Aim of the exercise: Take the data that follows and return it exactly.

[Items listed in a dataset]
◆ ◆ ◆ ◆ ◆ ◆ ◆
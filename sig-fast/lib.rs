//! FAST-9 keypoint detection tuned for binarized images: segment test,
//! Harris scoring, distance-based non-maximum suppression and
//! intensity-centroid orientation.

mod corner_detection;
mod detector;
mod error;
mod refinement;
mod types;
mod utils;

pub use corner_detection::CornerDetector;
pub use detector::FastDetector;
pub use error::{FastError, FastResult};
pub use refinement::KeypointRefinement;
pub use types::CornerType;
pub use utils::has_consecutive_pixels;
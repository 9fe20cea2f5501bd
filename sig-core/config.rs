#[cfg(feature = "serde")]
use serde::{Deserialize, Serialize};

/// Settings shared by the default detector, descriptor and extractor.
#[derive(Debug, Clone, PartialEq)]
#[cfg_attr(feature = "serde", derive(Serialize, Deserialize))]
#[cfg_attr(feature = "serde", serde(default))]
pub struct FeatureConfig {
    /// FAST intensity threshold (1-127)
    pub fast_threshold: u8,
    /// Side of the square patch used for orientation and description (odd)
    pub patch_size: usize,
    /// Upper bound on keypoints kept per image
    pub max_features: usize,
    /// Minimum distance between two retained keypoints
    pub nms_distance: f32,
    /// Worker threads for row scanning and description
    pub n_threads: usize,
}

impl Default for FeatureConfig {
    fn default() -> Self {
        Self {
            fast_threshold: 20,
            patch_size: 31,
            max_features: 500,
            nms_distance: 3.0,
            n_threads: num_cpus::get().max(1),
        }
    }
}

impl FeatureConfig {
    /// Distance from every edge a keypoint must keep so its patch fits.
    pub fn border(&self) -> usize {
        self.patch_size / 2 + 3
    }
}
use crate::report::{Verdict, VerificationReport};

/// Ratios strictly above this are a match
pub const DEFAULT_MATCH_RATIO_CUTOFF: f64 = 0.7;

/// Turns match and keypoint counts into a ratio and a verdict
#[derive(Debug, Clone, Copy, PartialEq)]
pub struct ScoringPolicy {
    match_ratio_cutoff: f64,
}

impl Default for ScoringPolicy {
    fn default() -> Self {
        Self::new(DEFAULT_MATCH_RATIO_CUTOFF)
    }
}

impl ScoringPolicy {
    pub fn new(match_ratio_cutoff: f64) -> Self {
        Self { match_ratio_cutoff }
    }

    pub fn cutoff(&self) -> f64 {
        self.match_ratio_cutoff
    }

    /// `match_count / max(reference, test, 1)`, always within [0, 1].
    pub fn ratio(&self, match_count: usize, reference_count: usize, test_count: usize) -> f64 {
        let denominator = reference_count.max(test_count).max(1);
        let ratio = match_count as f64 / denominator as f64;
        if ratio > 1.0 {
            log::warn!(
                "{} matches exceed the larger keypoint count {}; clamping ratio to 1",
                match_count,
                denominator
            );
            return 1.0;
        }
        ratio
    }

    /// Strict comparison on the unrounded ratio
    pub fn decide(&self, ratio: f64) -> Verdict {
        if ratio > self.match_ratio_cutoff {
            Verdict::Matched
        } else {
            Verdict::NotMatched
        }
    }

    pub fn score(&self, reference_count: usize, test_count: usize, match_count: usize) -> VerificationReport {
        let ratio = self.ratio(match_count, reference_count, test_count);
        VerificationReport::new(reference_count, test_count, match_count, ratio, self.decide(ratio))
    }
}
use crate::config::VerifierConfig;
use crate::error::VerifyResult;
use crate::pipeline::Verifier;

/// Fluent construction of a [`Verifier`] with the default collaborators
#[derive(Debug, Clone, Default)]
pub struct VerifierBuilder {
    config: VerifierConfig,
}

impl VerifierBuilder {
    /// Create a new builder with default settings
    pub fn new() -> Self {
        Self::default()
    }

    /// Grayscale cutoff used to binarize both inputs
    pub fn binarize_threshold(mut self, threshold: u8) -> Self {
        self.config.binarize_threshold = threshold;
        self
    }

    /// Ratio that must be exceeded for a match
    pub fn match_ratio_cutoff(mut self, cutoff: f64) -> Self {
        self.config.match_ratio_cutoff = cutoff;
        self
    }

    pub fn cross_check(mut self, enable: bool) -> Self {
        self.config.cross_check = enable;
        self
    }

    /// Set the FAST threshold (1-127)
    pub fn fast_threshold(mut self, threshold: u8) -> Self {
        self.config.features.fast_threshold = threshold;
        self
    }

    /// Set the patch size for orientation and description
    pub fn patch_size(mut self, patch_size: usize) -> Self {
        self.config.features.patch_size = patch_size;
        self
    }

    pub fn max_features(mut self, max_features: usize) -> Self {
        self.config.features.max_features = max_features;
        self
    }

    /// Set the non-maximum suppression (NMS) distance
    pub fn nms_distance(mut self, distance: f32) -> Self {
        self.config.features.nms_distance = distance;
        self
    }

    /// Set the number of threads for extraction
    pub fn threads(mut self, n_threads: usize) -> Self {
        self.config.features.n_threads = n_threads;
        self
    }

    /// Validate the settings and build the verifier
    pub fn build(self) -> VerifyResult<Verifier> {
        Verifier::new(self.config)
    }

    /// Generate a summary of the builder's configuration
    pub fn summary(&self) -> String {
        self.config.summary()
    }

    /// Create a builder from an existing `VerifierConfig`
    pub fn from_config(config: VerifierConfig) -> Self {
        Self { config }
    }

    /// Convert the builder into a `VerifierConfig`
    pub fn to_config(self) -> VerifierConfig {
        self.config
    }
}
◆ ◆ ◆ ◆ ◆ ◆ ◆
Reply:
filename sig-fast/lib.rs
//! FAST-9 keypoint detection tuned for binarized images: segment test,
//! Harris scoring, distance-based non-maximum suppression and
//! intensity-centroid orientation.

mod corner_detection;
mod detector;
mod error;
mod refinement;
mod types;
mod utils;

pub use corner_detection::CornerDetector;
pub use detector::FastDetector;
pub use error::{FastError, FastResult};
pub use refinement::KeypointRefinement;
pub use types::CornerType;
pub use utils::has_consecutive_pixels;
repository 9fe20cea2f5501bd
filename sig-core/config.rs
#[cfg(feature = "serde")]
use serde::{Deserialize, Serialize};

/// Settings shared by the default detector, descriptor and extractor.
#[derive(Debug, Clone, PartialEq)]
#[cfg_attr(feature = "serde", derive(Serialize, Deserialize))]
#[cfg_attr(feature = "serde", serde(default))]
pub struct FeatureConfig {
    /// FAST intensity threshold (1-127)
    pub fast_threshold: u8,
    /// Side of the square patch used for orientation and description (odd)
    pub patch_size: usize,
    /// Upper bound on keypoints kept per image
    pub max_features: usize,
    /// Minimum distance between two retained keypoints
    pub nms_distance: f32,
    /// Worker threads for row scanning and description
    pub n_threads: usize,
}

impl Default for FeatureConfig {
    fn default() -> Self {
        Self {
            fast_threshold: 20,
            patch_size: 31,
            max_features: 500,
            nms_distance: 3.0,
            n_threads: num_cpus::get().max(1),
        }
    }
}

impl FeatureConfig {
    /// Distance from every edge a keypoint must keep so its patch fits.
    pub fn border(&self) -> usize {
        self.patch_size / 2 + 3
    }
}
use crate::report::{Verdict, VerificationReport};

/// Ratios strictly above this are a match
pub const DEFAULT_MATCH_RATIO_CUTOFF: f64 = 0.7;

/// Turns match and keypoint counts into a ratio and a verdict
#[derive(Debug, Clone, Copy, PartialEq)]
pub struct ScoringPolicy {
    match_ratio_cutoff: f64,
}

impl Default for ScoringPolicy {
    fn default() -> Self {
        Self::new(DEFAULT_MATCH_RATIO_CUTOFF)
    }
}

impl ScoringPolicy {
    pub fn new(match_ratio_cutoff: f64) -> Self {
        Self { match_ratio_cutoff }
    }

    pub fn cutoff(&self) -> f64 {
        self.match_ratio_cutoff
    }

    /// `match_count / max(reference, test, 1)`, always within [0, 1].
    pub fn ratio(&self, match_count: usize, reference_count: usize, test_count: usize) -> f64 {
        let denominator = reference_count.max(test_count).max(1);
        let ratio = match_count as f64 / denominator as f64;
        if ratio > 1.0 {
            log::warn!(
                "{} matches exceed the larger keypoint count {}; clamping ratio to 1",
                match_count,
                denominator
            );
            return 1.0;
        }
        ratio
    }

    /// Strict comparison on the unrounded ratio
    pub fn decide(&self, ratio: f64) -> Verdict {
        if ratio > self.match_ratio_cutoff {
            Verdict::Matched
        } else {
            Verdict::NotMatched
        }
    }

    pub fn score(&self, reference_count: usize, test_count: usize, match_count: usize) -> VerificationReport {
        let ratio = self.ratio(match_count, reference_count, test_count);
        VerificationReport::new(reference_count, test_count, match_count, ratio, self.decide(ratio))
    }
}
use crate::config::VerifierConfig;
use crate::error::VerifyResult;
use crate::pipeline::Verifier;

/// Fluent construction of a [`Verifier`] with the default collaborators
#[derive(Debug, Clone, Default)]
pub struct VerifierBuilder {
    config: VerifierConfig,
}

impl VerifierBuilder {
    /// Create a new builder with default settings
    pub fn new() -> Self {
        Self::default()
    }

    /// Grayscale cutoff used to binarize both inputs
    pub fn binarize_threshold(mut self, threshold: u8) -> Self {
        self.config.binarize_threshold = threshold;
        self
    }

    /// Ratio that must be exceeded for a match
    pub fn match_ratio_cutoff(mut self, cutoff: f64) -> Self {
        self.config.match_ratio_cutoff = cutoff;
        self
    }

    pub fn cross_check(mut self, enable: bool) -> Self {
        self.config.cross_check = enable;
        self
    }

    /// Set the FAST threshold (1-127)
    pub fn fast_threshold(mut self, threshold: u8) -> Self {
        self.config.features.fast_threshold = threshold;
        self
    }

    /// Set the patch size for orientation and description
    pub fn patch_size(mut self, patch_size: usize) -> Self {
        self.config.features.patch_size = patch_size;
        self
    }

    pub fn max_features(mut self, max_features: usize) -> Self {
        self.config.features.max_features = max_features;
        self
    }

    /// Set the non-maximum suppression (NMS) distance
    pub fn nms_distance(mut self, distance: f32) -> Self {
        self.config.features.nms_distance = distance;
        self
    }

    /// Set the number of threads for extraction
    pub fn threads(mut self, n_threads: usize) -> Self {
        self.config.features.n_threads = n_threads;
        self
    }

    /// Validate the settings and build the verifier
    pub fn build(self) -> VerifyResult<Verifier> {
        Verifier::new(self.config)
    }

    /// Generate a summary of the builder's configuration
    pub fn summary(&self) -> String {
        self.config.summary()
    }

    /// Create a builder from an existing `VerifierConfig`
    pub fn from_config(config: VerifierConfig) -> Self {
        Self { config }
    }

    /// Convert the builder into a `VerifierConfig`
    pub fn to_config(self) -> VerifierConfig {
        self.config
    }
}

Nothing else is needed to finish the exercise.